We discuss two reasons for this imbalance:
- the historical context of program evaluation in the U.S.; and
- the influence of the dominant research paradigm on human services evaluation.
Historical Context of Evaluation in Human Services
Although human beings have been attempting to solve social problems using some kind of rationale or evidence (e.g., evaluation) for centuries, program evaluation in the United States began with the ambitious, federally funded social programs of the Great Society initiative during the mid- to late-1960s. Resources poured into these programs, but the complex problems they were attempting to address did not disappear.The public grew more cautious, and there was increasing pressure to provide evidence of the effectiveness of specific initiatives in order to allocate limited resources.
During this period, “systematic evaluation [was] increasingly sought to guide
operations, to assure legislators and planners that they [were] proceeding on
sound lines and to make services responsive to their public”. [2] One lesson we learned from the significant investments made in the
1960s and ’70s was that we didn’t have the resources to solve all of our social
problems.We needed to target our investments. But to do this effectively, we
needed a basis for deciding where and how to invest.“Program evaluation as a
distinct field of professional practice was born of two lessons…: First, the realization
that there is not enough money to do all the things that need doing; and second,
even if there were enough money, it takes more than money to solve complex
human and social problems. As not everything can be done, there must be a basis for
deciding which things are worth doing. Enter evaluation” [3]
Today, we are still influenced by this pressure to demonstrate the effectiveness
of our social programs in order to ensure funders, government officials, and the
public at large that their investments are worthwhile. In fact, since the years of
the Great Society, pressure to demonstrate the worth of social programs has
increased. Limited resources, increasingly complex and layered social problems,
the changing political climate, and a seeming shift in public opinion about the
extent to which government and other institutions should support
disadvantaged or vulnerable populations have shifted the balance even further
to an almost exclusive focus on accountability (prove it works), versus quality
(work to improve).
The Scientific Method as the Dominant Evaluation Paradigm
A second factor leading to an emphasis on proving whether a social program works is the influence of the scientific method on human-services evaluation. When most people think about program evaluation, they think of complex experimental designs with treatment and control groups where evaluators measure the impact of programs based on statistically significant changes in certain outcomes; for example, did the program lead to increases in income, improved school performance, or health-status indicators, etc.?

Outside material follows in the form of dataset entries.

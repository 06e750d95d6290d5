//! Patching the host application's composer.json.
//!
//! The requirement and the path repository are written in one
//! read-modify-write cycle, under an advisory lock on a sibling lock file,
//! so concurrent installations cannot lose each other's updates.

use std::fs;
use std::io::Write;
use std::path::{Path, PathBuf};

use fslock::LockFile;
use serde_json::{json, Map, Value};

use crate::error::{InstallError, Result};
use crate::manifest::{self, ManifestDocument};

/// How to treat a path repository whose url is already declared.
#[derive(Debug, Clone, Copy, PartialEq, Eq, Default)]
pub enum RepositoryPolicy {
    /// Always append a new entry, even if an identical one exists
    #[default]
    Append,
    /// Skip the entry when a repository with the same url is present
    DeduplicateByUrl,
}

#[derive(Debug, thiserror::Error, PartialEq, Eq)]
pub enum PatchError {
    #[error("'{0}' must be an object")]
    NotAnObject(&'static str),

    #[error("'repositories' must be an array or an object")]
    InvalidRepositories,
}

/// Require `full_name` with `constraint` unless it is already required.
///
/// An existing constraint is never overwritten. Returns whether the document changed.
pub fn add_requirement(
    doc: &mut ManifestDocument,
    full_name: &str,
    constraint: &str,
) -> std::result::Result<bool, PatchError> {
    let require = object_entry(doc.root_mut(), "require")?;

    if require.contains_key(full_name) {
        return Ok(false);
    }

    require.insert(full_name.to_string(), Value::String(constraint.to_string()));
    Ok(true)
}

/// Declare a `path` repository with the given url.
///
/// Object-style `repositories` get the entry under `key`. Returns whether the document changed.
pub fn add_local_repository(
    doc: &mut ManifestDocument,
    url: &str,
    key: &str,
    policy: RepositoryPolicy,
) -> std::result::Result<bool, PatchError> {
    let root = doc.root_mut();
    if matches!(root.get("repositories"), None | Some(Value::Null)) {
        root.insert("repositories".to_string(), Value::Array(Vec::new()));
    }

    let entry = json!({ "type": "path", "url": url });
    let has_url = |repo: &Value| repo.get("url").and_then(Value::as_str) == Some(url);

    match root.get_mut("repositories") {
        Some(Value::Array(repos)) => {
            if policy == RepositoryPolicy::DeduplicateByUrl && repos.iter().any(has_url) {
                return Ok(false);
            }
            repos.push(entry);
            Ok(true)
        }
        Some(Value::Object(repos)) => {
            if repos.contains_key(key)
                || (policy == RepositoryPolicy::DeduplicateByUrl && repos.values().any(has_url))
            {
                return Ok(false);
            }
            repos.insert(key.to_string(), entry);
            Ok(true)
        }
        _ => Err(PatchError::InvalidRepositories),
    }
}

/// Remove the requirement written by [`add_requirement`], if it is still unchanged.
pub fn remove_requirement(doc: &mut ManifestDocument, full_name: &str, constraint: &str) -> bool {
    let Some(Value::Object(require)) = doc.root_mut().get_mut("require") else {
        return false;
    };
    if require.get(full_name).and_then(Value::as_str) != Some(constraint) {
        return false;
    }
    require.shift_remove(full_name).is_some()
}

/// Remove one repository entry written by [`add_local_repository`].
///
/// For list-style `repositories` the last matching entry goes.
pub fn remove_local_repository(doc: &mut ManifestDocument, url: &str, key: &str) -> bool {
    let entry = json!({ "type": "path", "url": url });

    match doc.root_mut().get_mut("repositories") {
        Some(Value::Array(repos)) => match repos.iter().rposition(|repo| *repo == entry) {
            Some(index) => {
                repos.remove(index);
                true
            }
            None => false,
        },
        Some(Value::Object(repos)) if repos.get(key) == Some(&entry) => repos.shift_remove(key).is_some(),
        _ => false,
    }
}

fn object_entry<'a>(
    root: &'a mut Map<String, Value>,
    key: &'static str,
) -> std::result::Result<&'a mut Map<String, Value>, PatchError> {
    if matches!(root.get(key), None | Some(Value::Null)) {
        root.insert(key.to_string(), Value::Object(Map::new()));
    }

    match root.get_mut(key) {
        Some(Value::Object(map)) => Ok(map),
        _ => Err(PatchError::NotAnObject(key)),
    }
}

/// Write a manifest over `path`, replacing the whole file atomically.
pub fn persist(doc: &ManifestDocument, path: &Path) -> Result<()> {
    write_atomically(path, &manifest::serialize(doc))
}

fn write_atomically(path: &Path, content: &[u8]) -> Result<()> {
    let failed = |e: std::io::Error| InstallError::patch(path, e.to_string());
    let dir = parent_dir(path);

    let mut tmp = tempfile::NamedTempFile::new_in(dir).map_err(failed)?;
    tmp.write_all(content).map_err(failed)?;
    tmp.as_file().sync_all().map_err(failed)?;

    // Keep the mode of the file being replaced
    if let Ok(meta) = fs::metadata(path) {
        fs::set_permissions(tmp.path(), meta.permissions()).map_err(failed)?;
    }

    tmp.persist(path).map_err(|e| failed(e.error))?;
    Ok(())
}

fn parent_dir(path: &Path) -> &Path {
    match path.parent() {
        Some(p) if !p.as_os_str().is_empty() => p,
        _ => Path::new("."),
    }
}

/// Everything one installation writes into the host manifest.
#[derive(Debug, Clone, PartialEq, Eq)]
pub struct PatchRequest {
    pub package_name: String,
    pub constraint: String,
    pub repository_url: String,
    pub policy: RepositoryPolicy,
}

/// Outcome of [`HostManifestPatcher::apply`].
#[derive(Debug, Clone, PartialEq, Eq)]
pub struct PatchSummary {
    pub path: PathBuf,
    pub request: PatchRequest,
    pub requirement_added: bool,
    pub repository_added: bool,
    /// File content before the patch
    pub original: Vec<u8>,
    /// File content right after the patch
    pub patched: Vec<u8>,
}

/// Exclusive advisory lock on a manifest, released on drop.
#[derive(Debug)]
pub struct ManifestLock {
    #[allow(dead_code)]
    lock: LockFile,
    lock_path: PathBuf,
}

impl ManifestLock {
    /// Block until the lock for `manifest_path` is held.
    pub fn acquire(manifest_path: &Path) -> Result<Self> {
        let lock_path = lock_path_for(manifest_path);

        let mut lock = LockFile::open(&lock_path).map_err(|e| {
            InstallError::patch(manifest_path, format!("failed to open lock file {}: {}", lock_path.display(), e))
        })?;
        lock.lock().map_err(|e| {
            InstallError::patch(manifest_path, format!("failed to lock {}: {}", lock_path.display(), e))
        })?;

        log::trace!("Locked {}", lock_path.display());
        Ok(Self { lock, lock_path })
    }

    pub fn path(&self) -> &Path {
        &self.lock_path
    }
}

/// `.composer.json.lock` next to `composer.json`.
fn lock_path_for(manifest_path: &Path) -> PathBuf {
    let file_name = manifest_path
        .file_name()
        .map(|n| n.to_string_lossy().to_string())
        .unwrap_or_else(|| "manifest".to_string());
    parent_dir(manifest_path).join(format!(".{}.lock", file_name))
}

/// Applies installation patches to a host manifest file.
pub struct HostManifestPatcher;

impl HostManifestPatcher {
    /// Add the requirement and the repository in a single locked cycle.
    pub fn apply(manifest_path: &Path, request: &PatchRequest) -> Result<PatchSummary> {
        let _lock = ManifestLock::acquire(manifest_path)?;

        let original = fs::read(manifest_path).map_err(|e| InstallError::patch(manifest_path, e.to_string()))?;
        let mut doc = manifest::parse(&original)
            .map_err(|e| InstallError::patch(manifest_path, e.to_string()))?;

        let shape_error = |e: PatchError| InstallError::patch(manifest_path, e.to_string());
        let requirement_added = add_requirement(&mut doc, &request.package_name, &request.constraint)
            .map_err(shape_error)?;
        let repository_added = add_local_repository(
            &mut doc,
            &request.repository_url,
            &request.package_name,
            request.policy,
        )
        .map_err(shape_error)?;

        let patched = if requirement_added || repository_added {
            let bytes = manifest::serialize(&doc);
            write_atomically(manifest_path, &bytes)?;
            bytes
        } else {
            original.clone()
        };

        log::debug!(
            "Patched {} (requirement added: {}, repository added: {})",
            manifest_path.display(),
            requirement_added,
            repository_added
        );

        Ok(PatchSummary {
            path: manifest_path.to_path_buf(),
            request: request.clone(),
            requirement_added,
            repository_added,
            original,
            patched,
        })
    }

    /// Undo a patch.
    ///
    /// If nobody touched the file since [`apply`](Self::apply), the original
    /// bytes come back verbatim. Otherwise only the entries this patch added
    /// are removed, keeping whatever others wrote in between.
    pub fn restore(summary: &PatchSummary) -> Result<()> {
        let path = summary.path.as_path();
        let _lock = ManifestLock::acquire(path)?;

        let current = fs::read(path).map_err(|e| InstallError::patch(path, e.to_string()))?;
        if current == summary.patched {
            return write_atomically(path, &summary.original);
        }

        log::debug!("{} changed since it was patched, removing only our entries", path.display());
        let mut doc = manifest::parse(&current).map_err(|e| InstallError::patch(path, e.to_string()))?;
        let request = &summary.request;

        let mut changed = false;
        if summary.requirement_added {
            changed |= remove_requirement(&mut doc, &request.package_name, &request.constraint);
        }
        if summary.repository_added {
            changed |= remove_local_repository(&mut doc, &request.repository_url, &request.package_name);
        }

        if changed {
            persist(&doc, path)?;
        }
        Ok(())
    }
}
//! The installation pipeline.
//!
//! An uploaded archive goes through a fixed sequence of stages:
//!
//! ```text
//! Received -> MimeValidated -> Opened -> ManifestFound -> TargetResolved
//!          -> CollisionChecked -> Extracted -> ManifestPatched
//!          -> ExternalInvoked -> Succeeded
//! ```
//!
//! The first failing stage ends the run with `Failed(kind)`. Every mutation
//! records a compensation; failures after a mutation undo them in reverse
//! order (see [`InstallConfig::rollback_on_tool_failure`] for the resolver stage).

use std::fmt;
use std::path::PathBuf;
use std::sync::Arc;

use crate::archive::ArchiveReader;
use crate::config::InstallConfig;
use crate::error::{ErrorKind, InstallError, Result};
use crate::extractor::Extractor;
use crate::host_manifest::{HostManifestPatcher, PatchRequest, PatchSummary};
use crate::manifest::{self, PackageIdentity, MANIFEST_FILE};
use crate::planner::{InstallationPlanner, InstallationTarget};
use crate::resolver::{ComposerResolver, DependencyResolver, ToolOutput};
use crate::upload::{media_type_matches, UploadedArchive};

/// Pipeline progress.
#[derive(Debug, Clone, Copy, PartialEq, Eq)]
pub enum PipelineState {
    Received,
    MimeValidated,
    Opened,
    ManifestFound,
    TargetResolved,
    CollisionChecked,
    Extracted,
    ManifestPatched,
    ExternalInvoked,
    Succeeded,
    Failed(ErrorKind),
}

impl PipelineState {
    pub fn is_terminal(&self) -> bool {
        matches!(self, PipelineState::Succeeded | PipelineState::Failed(_))
    }
}

impl fmt::Display for PipelineState {
    fn fmt(&self, f: &mut fmt::Formatter<'_>) -> fmt::Result {
        match self {
            PipelineState::Failed(kind) => write!(f, "Failed({})", kind.code()),
            other => write!(f, "{:?}", other),
        }
    }
}

/// Result of a successful run.
#[derive(Debug, Clone)]
pub struct InstallOutcome {
    pub identity: PackageIdentity,
    pub target: InstallationTarget,
    pub requirement_added: bool,
    pub repository_added: bool,
    /// Resolver output; `None` on dry runs or when the update is skipped
    pub tool_output: Option<ToolOutput>,
    /// States visited, in order
    pub states: Vec<PipelineState>,
    pub dry_run: bool,
}

/// A failed run: the error plus how far the pipeline got.
#[derive(Debug)]
pub struct InstallFailure {
    pub error: InstallError,
    /// States visited, ending with `Failed(kind)`
    pub states: Vec<PipelineState>,
    /// Compensations that were executed, most recent first
    pub rolled_back: Vec<String>,
}

impl fmt::Display for InstallFailure {
    fn fmt(&self, f: &mut fmt::Formatter<'_>) -> fmt::Result {
        write!(f, "{}", self.error)
    }
}

impl std::error::Error for InstallFailure {
    fn source(&self) -> Option<&(dyn std::error::Error + 'static)> {
        Some(&self.error)
    }
}

impl From<InstallFailure> for InstallError {
    fn from(failure: InstallFailure) -> Self {
        failure.error
    }
}

/// Undo action for a mutation already performed.
#[derive(Debug)]
enum Compensation {
    RemovePackageDir(PathBuf),
    RemoveVendorDirIfEmpty(PathBuf),
    RestoreHostManifest(PatchSummary),
}

impl Compensation {
    fn run(&self) -> std::io::Result<()> {
        match self {
            Compensation::RemovePackageDir(dir) => std::fs::remove_dir_all(dir),
            Compensation::RemoveVendorDirIfEmpty(dir) => match std::fs::remove_dir(dir) {
                Ok(()) => Ok(()),
                // Something else lives there now; leave it
                Err(_) if dir.exists() => Ok(()),
                Err(e) => Err(e),
            },
            Compensation::RestoreHostManifest(summary) => {
                HostManifestPatcher::restore(summary).map_err(|e| std::io::Error::other(e.to_string()))
            }
        }
    }
}

impl fmt::Display for Compensation {
    fn fmt(&self, f: &mut fmt::Formatter<'_>) -> fmt::Result {
        match self {
            Compensation::RemovePackageDir(dir) => write!(f, "remove {}", dir.display()),
            Compensation::RemoveVendorDirIfEmpty(dir) => write!(f, "remove empty {}", dir.display()),
            Compensation::RestoreHostManifest(summary) => write!(f, "restore {}", summary.path.display()),
        }
    }
}

/// Mutable bookkeeping for one run.
struct Run {
    states: Vec<PipelineState>,
    compensations: Vec<Compensation>,
}

impl Run {
    fn new() -> Self {
        Self {
            states: vec![PipelineState::Received],
            compensations: Vec::new(),
        }
    }

    fn advance(&mut self, state: PipelineState) {
        log::debug!("Pipeline: {} -> {}", self.current(), state);
        self.states.push(state);
    }

    fn current(&self) -> PipelineState {
        self.states.last().copied().unwrap_or(PipelineState::Received)
    }

    fn fail(mut self, error: InstallError, compensate: bool) -> InstallFailure {
        let kind = error.kind();
        log::warn!("Installation failed at {}: {}", self.current(), error);
        self.states.push(PipelineState::Failed(kind));

        let mut rolled_back = Vec::new();
        if compensate {
            while let Some(action) = self.compensations.pop() {
                log::info!("Rolling back: {}", action);
                match action.run() {
                    Ok(()) => rolled_back.push(action.to_string()),
                    Err(e) => log::warn!("Rollback step '{}' failed: {}", action, e),
                }
            }
        }

        InstallFailure {
            error,
            states: self.states,
            rolled_back,
        }
    }
}

/// Installs packages from uploaded archives.
pub struct InstallPipeline {
    config: InstallConfig,
    resolver: Arc<dyn DependencyResolver>,
}

impl InstallPipeline {
    /// Pipeline using the `composer` binary from the config.
    pub fn new(config: InstallConfig) -> Self {
        let resolver = ComposerResolver::new(config.composer_binary.clone())
            .with_args(config.composer_args.clone())
            .with_timeout(config.process_timeout);
        Self::with_resolver(config, Arc::new(resolver))
    }

    pub fn with_resolver(config: InstallConfig, resolver: Arc<dyn DependencyResolver>) -> Self {
        Self { config, resolver }
    }

    pub fn config(&self) -> &InstallConfig {
        &self.config
    }

    pub fn planner(&self) -> InstallationPlanner {
        InstallationPlanner::new(&self.config.base_dir, self.config.packages_root())
    }

    /// Install `upload`, stopping at the first failing stage.
    pub fn run(&self, upload: &UploadedArchive) -> std::result::Result<InstallOutcome, InstallFailure> {
        let mut run = Run::new();
        log::info!("Installing {}", upload.display_name());

        // Reject before touching the filesystem
        if !media_type_matches(upload.media_type(), &self.config.expected_media_type) {
            let error = InstallError::InvalidMimeType {
                expected: self.config.expected_media_type.clone(),
                actual: upload.media_type().to_string(),
            };
            return Err(run.fail(error, false));
        }
        run.advance(PipelineState::MimeValidated);

        let mut archive = match ArchiveReader::open(upload.path()) {
            Ok(archive) => archive,
            Err(e) => return Err(run.fail(e, false)),
        };
        run.advance(PipelineState::Opened);

        // Identity is read once here and handed to every later stage
        let identity = match read_identity(&mut archive) {
            Ok(identity) => identity,
            Err(e) => return Err(run.fail(e, false)),
        };
        run.advance(PipelineState::ManifestFound);
        log::info!("Found package {}", identity);

        let planner = self.planner();
        let target = planner.plan_target(&identity);
        run.advance(PipelineState::TargetResolved);

        if planner.collision_check(&target) {
            let error = InstallError::TargetCollision {
                path: PathBuf::from(&target.relative_package_dir),
            };
            return Err(run.fail(error, false));
        }
        run.advance(PipelineState::CollisionChecked);

        if self.config.dry_run {
            log::info!("Dry run: {} would be installed into {}", identity, target.package_dir.display());
            archive.close();
            run.advance(PipelineState::Succeeded);
            return Ok(InstallOutcome {
                identity,
                target,
                requirement_added: false,
                repository_added: false,
                tool_output: None,
                states: run.states,
                dry_run: true,
            });
        }

        let report = match Extractor::extract(&mut archive, &target) {
            Ok(report) => report,
            Err(e) => return Err(run.fail(e, true)),
        };
        archive.close();
        if report.created_vendor_dir {
            run.compensations.push(Compensation::RemoveVendorDirIfEmpty(target.vendor_dir.clone()));
        }
        run.compensations.push(Compensation::RemovePackageDir(report.package_dir.clone()));
        run.advance(PipelineState::Extracted);

        let request = PatchRequest {
            package_name: identity.full_name().to_string(),
            constraint: self.config.default_constraint.clone(),
            repository_url: target.repository_url(),
            policy: self.config.repository_policy,
        };
        let summary = match HostManifestPatcher::apply(&self.config.manifest_path(), &request) {
            Ok(summary) => summary,
            Err(e) => return Err(run.fail(e, true)),
        };
        let (requirement_added, repository_added) = (summary.requirement_added, summary.repository_added);
        if requirement_added || repository_added {
            run.compensations.push(Compensation::RestoreHostManifest(summary));
        }
        run.advance(PipelineState::ManifestPatched);

        let mut tool_output = None;
        if self.config.run_update {
            match self.resolver.update(identity.name(), &self.config.base_dir) {
                Ok(output) => tool_output = Some(output),
                Err(e) => return Err(run.fail(e, self.config.rollback_on_tool_failure)),
            }
            run.advance(PipelineState::ExternalInvoked);
        }

        run.advance(PipelineState::Succeeded);
        log::info!("Installed {} into {}", identity, target.package_dir.display());

        Ok(InstallOutcome {
            identity,
            target,
            requirement_added,
            repository_added,
            tool_output,
            states: run.states,
            dry_run: false,
        })
    }
}

/// Locate and parse the package manifest inside an archive.
pub fn read_identity(archive: &mut ArchiveReader) -> Result<PackageIdentity> {
    let entry = archive.locate(MANIFEST_FILE).ok_or_else(|| InstallError::ManifestMissing {
        file: MANIFEST_FILE.to_string(),
    })?;
    log::debug!("Reading {}", entry.name());

    let bytes = archive.read(&entry)?;
    let doc = manifest::parse(&bytes)?;
    PackageIdentity::from_manifest(&doc)
}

The scientific method is based on hypothetico-deductive methodology. Simply
put, this means that researchers/evaluators test hypotheses about the impact of a
social initiative using statistical analysis techniques.
Perhaps because this way of conducting research is dominant in many highly
esteemed fields and because it is backed by rigorous and well-developed statistical
theories, it might dominate in social, educational, and human-services fields — members of which often find themselves fighting for legitimacy. In addition, this
way of doing research and evaluation is well suited to answering the very
questions programs/initiatives have historically been most pressured to address:
Are they effective? Do they work?
The hypothetico-deductive, natural science model is designed to explain what
happened and show causal relationships between certain outcomes and the
“treatments” or services aimed at producing these outcomes. If designed and
conducted effectively, the experimental or quasi-experimental design can provide
important information about the particular impacts of the social program being
studied. Did the academic enrichment program lead to improved grades for students? Or
increased attendance? Ultimately, was it effective? However, many of the criteria
necessary to conduct these evaluations limit their usefulness to primarily single
intervention programs in fairly controlled environments.The natural science
research model is therefore ill equipped to help us understand complex,
comprehensive, and collaborative community initiatives.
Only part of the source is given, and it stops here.